Фрэнк помолчал, и я испугалась, не рассердился ли он. Но наконец он взял меня за руку.

– Хорошо, Кэм, – сказал он. – Спасибо. Я, пожалуй, возьму их у тебя. Но только в долг. Понимаешь?

– Да, – ответила я. – Понимаю, Фрэнк.

– Мне с тобой все на свете интересно, – сказал Фрэнк. – Ты единственный человек, который вызывает у меня это чувство. Я ни с кем никогда не разговаривал так, как с тобой. Сколько же времени потеряно! Мы и знакомы-то всего две недели. Почему мы не узнали друг друга раньше?

– Не знаю.

– Это все Луиза! – воскликнул Фрэнк. – Конечно, Луиза. Луиза самая большая собственница из всех, кого я знаю. Возьми хотя бы эти ее куклы. Чего она до сих пор с ними возится? А потому, что они ее собственность, и она не может ни с чем, что ей принадлежит, расстаться. Как она всегда говорила о тебе, так можно было подумать, будто тебя создала. И должен тебе сказать, в ее передаче ты выглядела навроде дурочки. Надо было мне соображать, надо было самому с тобой поговорить. Ох, Камилла, как мне хочется, чтобы я поскорее достиг совершеннолетия – чтобы мне исполнился двадцать один год. Родители здорово могут портить жизнь, правда? Если бы не родители, я бы не переезжал в Цинциннати, а ты бы не ехала в пансион. Я полагаю, они о нас и не думают, когда устраивают всю эту кутерьму. Мы для них – то, что можно переставлять с места на место, как мебель. Мона погрузит всю мебель в контейнер, одежду запихнет в чемоданы, а нас с Луизой – в поезд. Вот так. Никому нет дела, что мы с ней почти в истерике оттого, что должны покинуть Нью-Йорк и что вся наша жизнь летит кувырком. Будь мы несколькими годами постарше, я бы сказал: да пошли они, давай с тобой поженимся. Ну, вот, – добавил он. – Мы пришли. Мы тут поужинаем, а потом я провожу тебя домой.

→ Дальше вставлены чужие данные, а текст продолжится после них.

//! Error types shared by every driver in the crate.
//!
//! All drivers are generic over the bus error `E` of the HAL implementation
//! they were constructed with, so bus-level failures surface unchanged
//! inside the crate's own error enum.

use thiserror_no_std::Error;

/// Why a one-shot device initialization sequence failed.
#[derive(Debug, Clone, Copy, PartialEq, Eq, Error)]
pub enum InitFailure<E> {
    /// The chip-id register did not contain the signature expected for the
    /// configured variant. Usually a wiring or bus-address mistake.
    #[error("chip id mismatch: expected {expected:#04x}, found {found:#04x}")]
    ChipIdMismatch { expected: u8, found: u8 },

    /// A bus transaction failed while probing the chip, loading calibration
    /// coefficients, or programming control registers.
    #[error("bus error during initialization")]
    Bus(E),

    /// A previous initialization attempt failed and the device is latched
    /// faulted. Lazy accessors never retry; call `initialize` to request a
    /// fresh attempt.
    #[error("device is faulted after a failed initialization attempt")]
    Faulted,
}

/// Unified error type for the sensor and converter drivers.
#[derive(Debug, Clone, Copy, PartialEq, Eq, Error)]
pub enum Error<E> {
    /// Initialization failed; fatal until explicitly re-initialized.
    #[error("initialization failed: {0}")]
    Initialization(InitFailure<E>),

    /// A single bus transaction failed outside initialization. Surfaced to
    /// the caller without retry; hardware state after a partial transfer is
    /// undefined.
    #[error("bus transaction failed")]
    BusIo(E),

    /// An ADC channel index outside `0..channel_count` was requested.
    #[error("channel {channel} out of range for a {count}-channel converter")]
    ChannelRange { channel: usize, count: usize },

    /// The ADC channel is already reserved by another caller.
    #[error("channel {channel} is already acquired")]
    ChannelBusy { channel: usize },

    /// The device was disposed and its bus handle released.
    #[error("device has been disposed")]
    Disposed,

    /// Humidity was requested from a variant without a humidity sensing
    /// element.
    #[error("sensor variant does not support humidity")]
    HumidityUnsupported,
}

impl<E> Error<E> {
    /// Wrap a bus error that occurred during the initialization sequence.
    pub(crate) fn init_bus(err: E) -> Self {
        Error::Initialization(InitFailure::Bus(err))
    }
}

Как-то мы ни о чем не говорили, пока ели и пока шли к моему дому. Возле подъезда Фрэнк взял обе мои руки в свои, стиснул их и сказал:

– До завтра, Кэм.

И ушел.

Я поднялась наверх и подумала, что это был самый прекрасный день в моей жизни. И только когда уже легла в постель, я вспомнила, что Фрэнк так меня и не поцеловал.